A randomly generated tautology of the given depth, containing some or all the atomics

Return type:

logics.classes.propositional.Formula

Raises:
  • NotImplemented – If exact_depth is False and all_atomics is True

  • ValueError – If exact_depth is True, all_atomics is True and the number of atomics given > the maximum arity constant of the language ** depth.

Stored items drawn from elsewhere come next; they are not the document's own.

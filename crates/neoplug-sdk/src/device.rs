//! Devices and device handlers.
//!
//! A handler is a named capability bundle implemented as a trait object; the
//! capability set is declared explicitly at registration rather than inferred
//! from which methods happen to be overridden. A device references its
//! handler by name and is bound to the registered instance when it enters the
//! catalog.

use std::collections::HashMap;
use std::sync::Arc;
use std::time::Duration;

use async_trait::async_trait;
use serde::{Deserialize, Serialize};
use uuid::Uuid;

use crate::error::{SdkError, SdkResult};
use crate::reading::{ReadContext, Reading, Transform, Value};
use crate::tag::Tag;

/// The operations a handler implements.
///
/// At least one capability must be set. `bulk_read` is only scheduled when
/// `read` is absent; when both are set, per-device reads win.
#[derive(Debug, Clone, Copy, Default, PartialEq, Eq, Serialize, Deserialize)]
pub struct Capabilities {
    pub read: bool,
    pub bulk_read: bool,
    pub write: bool,
    pub listen: bool,
}

impl Capabilities {
    pub fn new() -> Self {
        Self::default()
    }

    pub fn read(mut self) -> Self {
        self.read = true;
        self
    }

    pub fn bulk_read(mut self) -> Self {
        self.bulk_read = true;
        self
    }

    pub fn write(mut self) -> Self {
        self.write = true;
        self
    }

    pub fn listen(mut self) -> Self {
        self.listen = true;
        self
    }

    /// Whether any capability is set.
    pub fn any(&self) -> bool {
        self.read || self.bulk_read || self.write || self.listen
    }

    /// Whether the handler participates in the read loop at all.
    pub fn readable(&self) -> bool {
        self.read || self.bulk_read
    }
}

/// Data for a single write operation.
#[derive(Debug, Clone, Serialize, Deserialize)]
pub struct WriteData {
    /// The action to perform, e.g. `color`, `state`.
    pub action: String,
    /// Action payload; interpretation belongs to the handler.
    #[serde(default)]
    pub data: serde_json::Value,
}

impl WriteData {
    pub fn new(action: impl Into<String>) -> Self {
        Self {
            action: action.into(),
            data: serde_json::Value::Null,
        }
    }

    /// Set the payload.
    pub fn with_data(mut self, data: serde_json::Value) -> Self {
        self.data = data;
        self
    }
}

/// Push channel handed to listener handlers.
#[derive(Debug, Clone)]
pub struct ReadingSink {
    tx: async_channel::Sender<ReadContext>,
}

impl ReadingSink {
    pub(crate) fn new(tx: async_channel::Sender<ReadContext>) -> Self {
        Self { tx }
    }

    /// Forward a batch of readings. Fails once the plugin is stopping.
    pub async fn push(&self, ctx: ReadContext) -> SdkResult<()> {
        self.tx
            .send(ctx)
            .await
            .map_err(|_| SdkError::Transient("reading channel closed".into()))
    }
}

/// A named bundle of read/write/listen/bulk-read callbacks.
///
/// Unimplemented operations keep their default bodies, which fail with
/// [`SdkError::Unsupported`]; the scheduler never calls an operation whose
/// capability is not declared.
#[async_trait]
pub trait DeviceHandler: Send + Sync {
    /// Registration name; device configs reference it.
    fn name(&self) -> &str;

    /// The declared capability set.
    fn capabilities(&self) -> Capabilities;

    /// Read one device.
    async fn read(&self, device: &Device) -> SdkResult<Vec<Reading>> {
        let _ = device;
        Err(SdkError::Unsupported(format!(
            "handler '{}' does not support reads",
            self.name()
        )))
    }

    /// Read all devices of this handler in one call.
    async fn bulk_read(&self, devices: &[Arc<Device>]) -> SdkResult<Vec<ReadContext>> {
        let _ = devices;
        Err(SdkError::Unsupported(format!(
            "handler '{}' does not support bulk reads",
            self.name()
        )))
    }

    /// Execute one write against a device.
    async fn write(&self, device: &Device, data: &WriteData) -> SdkResult<()> {
        let _ = (device, data);
        Err(SdkError::Unsupported(format!(
            "handler '{}' does not support writes",
            self.name()
        )))
    }

    /// Long-running push listener. Runs until error or shutdown; the worker
    /// restarts it with backoff on error.
    async fn listen(&self, device: &Device, sink: ReadingSink) -> SdkResult<()> {
        let _ = (device, sink);
        Err(SdkError::Unsupported(format!(
            "handler '{}' does not support listening",
            self.name()
        )))
    }
}

/// One manageable entity: a sensor channel, a relay, a fan.
///
/// Built fluently, then registered through the device manager, which assigns
/// the deterministic id and binds the handler. Catalog entries are immutable.
#[derive(Clone)]
pub struct Device {
    /// Device type, e.g. `temperature`.
    pub device_type: String,
    /// Human-readable description.
    pub info: String,
    /// Arbitrary string metadata.
    pub metadata: HashMap<String, String>,
    /// Tag set; always contains the auto-generated id and type tags once
    /// registered.
    pub tags: Vec<Tag>,
    /// Opaque protocol data handed to the handler.
    pub data: serde_json::Map<String, serde_json::Value>,
    /// Name of the handler that services this device.
    pub handler_name: String,
    /// Optional unique human-friendly alias.
    pub alias: Option<String>,
    /// Optional multiplier applied to numeric readings after the transform
    /// pipeline.
    pub scaling_factor: Option<f64>,
    /// Reading-transform pipeline, applied in order.
    pub transforms: Vec<Transform>,
    /// Budget for a single write; exceeding it fails the transaction.
    pub write_timeout: Duration,
    /// Sort weight within the catalog; lower sorts first.
    pub sort_index: i32,

    pub(crate) id: Option<Uuid>,
    pub(crate) id_name: Option<String>,
    pub(crate) handler: Option<Arc<dyn DeviceHandler>>,
}

impl Device {
    pub fn new(device_type: impl Into<String>, handler_name: impl Into<String>) -> Self {
        Self {
            device_type: device_type.into(),
            info: String::new(),
            metadata: HashMap::new(),
            tags: Vec::new(),
            data: serde_json::Map::new(),
            handler_name: handler_name.into(),
            alias: None,
            scaling_factor: None,
            transforms: Vec::new(),
            write_timeout: Duration::from_secs(30),
            sort_index: 0,
            id: None,
            id_name: None,
            handler: None,
        }
    }

    /// Set the description.
    pub fn with_info(mut self, info: impl Into<String>) -> Self {
        self.info = info.into();
        self
    }

    /// Add a metadata entry.
    pub fn with_metadata(mut self, key: impl Into<String>, value: impl Into<String>) -> Self {
        self.metadata.insert(key.into(), value.into());
        self
    }

    /// Add a tag.
    pub fn with_tag(mut self, tag: Tag) -> Self {
        self.tags.push(tag);
        self
    }

    /// Add a data entry.
    pub fn with_data(mut self, key: impl Into<String>, value: serde_json::Value) -> Self {
        self.data.insert(key.into(), value);
        self
    }

    /// Replace the whole data map.
    pub fn with_data_map(mut self, data: serde_json::Map<String, serde_json::Value>) -> Self {
        self.data = data;
        self
    }

    /// Set the alias.
    pub fn with_alias(mut self, alias: impl Into<String>) -> Self {
        self.alias = Some(alias.into());
        self
    }

    /// Set the scaling factor.
    pub fn with_scaling_factor(mut self, factor: f64) -> Self {
        self.scaling_factor = Some(factor);
        self
    }

    /// Append a transform stage.
    pub fn with_transform(mut self, transform: Transform) -> Self {
        self.transforms.push(transform);
        self
    }

    /// Set the write timeout.
    pub fn with_write_timeout(mut self, timeout: Duration) -> Self {
        self.write_timeout = timeout;
        self
    }

    /// Set the sort index.
    pub fn with_sort_index(mut self, sort_index: i32) -> Self {
        self.sort_index = sort_index;
        self
    }

    /// The canonical device id. Nil until the device is registered.
    pub fn id(&self) -> Uuid {
        self.id.unwrap_or_else(Uuid::nil)
    }

    /// The name the id was derived from. Empty until registered.
    pub fn id_name(&self) -> &str {
        self.id_name.as_deref().unwrap_or("")
    }

    /// The bound handler.
    pub fn handler(&self) -> SdkResult<Arc<dyn DeviceHandler>> {
        self.handler.clone().ok_or_else(|| {
            SdkError::Fatal(format!(
                "device '{}' ({}) has no bound handler",
                self.id(),
                self.info
            ))
        })
    }

    /// Capability set of the bound handler; empty when unbound.
    pub fn capabilities(&self) -> Capabilities {
        self.handler
            .as_ref()
            .map(|h| h.capabilities())
            .unwrap_or_default()
    }

    /// Whether the read loop schedules this device.
    pub fn is_readable(&self) -> bool {
        self.capabilities().readable()
    }

    /// Whether writes are accepted for this device.
    pub fn is_writable(&self) -> bool {
        self.capabilities().write
    }

    /// Whether a listener worker is spawned for this device.
    pub fn is_listener(&self) -> bool {
        self.capabilities().listen
    }

    /// Run a reading through the transform pipeline, then the scaling
    /// factor, then precision rounding.
    pub fn apply_transforms(&self, mut reading: Reading) -> SdkResult<Reading> {
        for transform in &self.transforms {
            reading.value = transform.apply(&reading.value)?;
        }
        if let Some(factor) = self.scaling_factor {
            let v = reading.value.as_f64().ok_or_else(|| {
                SdkError::InvalidArgument(format!(
                    "cannot scale non-numeric reading '{}' from device {}",
                    reading.output,
                    self.id()
                ))
            })?;
            reading.value = Value::Float(v * factor);
        }
        if let Some(precision) = reading.precision {
            if let Value::Float(v) = reading.value {
                let scale = 10f64.powi(precision as i32);
                reading.value = Value::Float((v * scale).round() / scale);
            }
        }
        Ok(reading)
    }
}

impl std::fmt::Debug for Device {
    fn fmt(&self, f: &mut std::fmt::Formatter<'_>) -> std::fmt::Result {
        f.debug_struct("Device")
            .field("id", &self.id)
            .field("type", &self.device_type)
            .field("info", &self.info)
            .field("handler", &self.handler_name)
            .field("alias", &self.alias)
            .field("tags", &self.tags)
            .field("sort_index", &self.sort_index)
            .finish_non_exhaustive()
    }
}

  • FormulaGeneratorError – If it cannot find a tautology in the given number of attempts

Examples

>>> from logics.instances.propositional.languages import classical_language
>>> from logics.instances.propositional.many_valued_semantics import classical_mvl_semantics
>>> from logics.utils.formula_generators.generators_biased import random_formula_generator
>>> random_formula_generator.random_tautology(depth=2, atomics=['p', 'q'],
...                                           language=classical_language,
...                                           validity_apparatus=classical_mvl_semantics)
['→', ['∧', ['q'], ['p']], ['∧', ['q'], ['q']]]
>>> random_formula_generator.random_tautology(depth=2, atomics=['p', 'q'],
...                                           language=classical_language,
...                                           validity_apparatus=classical_mvl_semantics)
['→', ['p'], ['∨', ['p'], ['p']]]
random_valid_inference(num_premises, num_conclusions, max_depth, atomics, language, validity_apparatus, level=1, exact_num_premises=True, exact_num_conclusions=True, attempts=100)

Generates a random valid inference for the validity apparatus given.

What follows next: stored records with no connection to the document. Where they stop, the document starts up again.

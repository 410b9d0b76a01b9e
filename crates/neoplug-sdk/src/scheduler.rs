//! The data manager: read, listen, and write scheduling over the device
//! catalog.
//!
//! Three concurrent activities run against the frozen catalog:
//!
//! - a read loop invoking read/bulk-read handlers on a fixed cadence, in
//!   serial or parallel mode;
//! - one long-running listener worker per listen-capable device, restarted
//!   with backoff on failure;
//! - a write pipeline: one shared bounded queue, fanned out to per-device
//!   lanes so writes to a single device stay FIFO while devices interleave,
//!   with a semaphore bounding concurrent handler invocations.
//!
//! Completed readings flow through a single publisher task into the reading
//! cache and the broadcast channel, which preserves per-device publication
//! order.

use std::sync::atomic::{AtomicBool, AtomicUsize, Ordering};
use std::sync::Arc;

use dashmap::DashMap;
use tokio::sync::{broadcast, Mutex, Notify, Semaphore};
use tokio::task::{JoinHandle, JoinSet};
use tokio_util::sync::CancellationToken;
use tracing::{debug, error, info, warn};
use uuid::Uuid;

use crate::cache::ReadingCache;
use crate::config::{ListenSettings, PluginSettings, ReadMode};
use crate::device::{Device, DeviceHandler, ReadingSink, WriteData};
use crate::error::{SdkError, SdkResult};
use crate::health::ListenerStats;
use crate::manager::DeviceManager;
use crate::reading::{ReadContext, Reading};
use crate::transaction::{Status, Transaction, TransactionStore};

/// Lifecycle state of the data manager.
#[derive(Debug, Clone, Copy, PartialEq, Eq)]
pub enum DataManagerState {
    New,
    Initialized,
    Running,
    Stopping,
    Stopped,
}

impl DataManagerState {
    fn can_transition(&self, to: DataManagerState) -> bool {
        matches!(
            (self, to),
            (Self::New, DataManagerState::Initialized)
                | (Self::Initialized, DataManagerState::Running)
                | (Self::Running, DataManagerState::Stopping)
                | (Self::Stopping, DataManagerState::Stopped)
        )
    }
}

Similar to the random_inference method. The two new parameters are to the method above. In particular, The object passed to validity_apparatus must have an is_valid method. If level > 1 the validity apparatus must be able to handle metainferential validity.

Returns:

A randomly generated valid inference or metainference with the parameters given

Return type:

logics.classes.propositional.Inference

Raises:

FormulaGeneratorError – If it cannot find a valid inference in the given number of attempts

Examples

>>> from logics.instances.propositional.languages import classical_language
>>> from logics.utils.parsers import classical_parser
>>> from logics.instances.propositional.many_valued_semantics import classical_mvl_semantics
>>> from logics.utils.formula_generators.generators_biased import random_formula_generator
>>> inf = random_formula_generator.random_valid_inference(num_premises=2, num_conclusions=1,
...                                                       max_depth=2, atomics=['p', 'q'],
...                                                       language=classical_language, level=1,
...                                                       validity_apparatus=classical_mvl_semantics)
>>> classical_parser.unparse(inf)
'(q ↔ p), p / (p ∨ q)'
>>> inf = random_formula_generator.random_valid_inference(num_premises=2, num_conclusions=1,
...                                                       max_depth=2, atomics=['p', 'q'],
...                                                       language=classical_language, level=2,
...                                                       validity_apparatus=classical_mvl_semantics)
>>> classical_parser.unparse(inf)
'(p / p), (p, ((q → p) ∧ (p ∨ p)) / (p ↔ (q ↔ p))) // (((p ↔ p) ∨ p), ~q / (q ∨ ~p))'
random_invalid_inference(num_premises, num_conclusions, max_depth, atomics, language, validity_apparatus, level=1, exact_num_premises=True, exact_num_conclusions=True, attempts=100)

Generates a random invalid inference for the validity apparatus given.

Identical to the method above, only that it returns an invalid inference.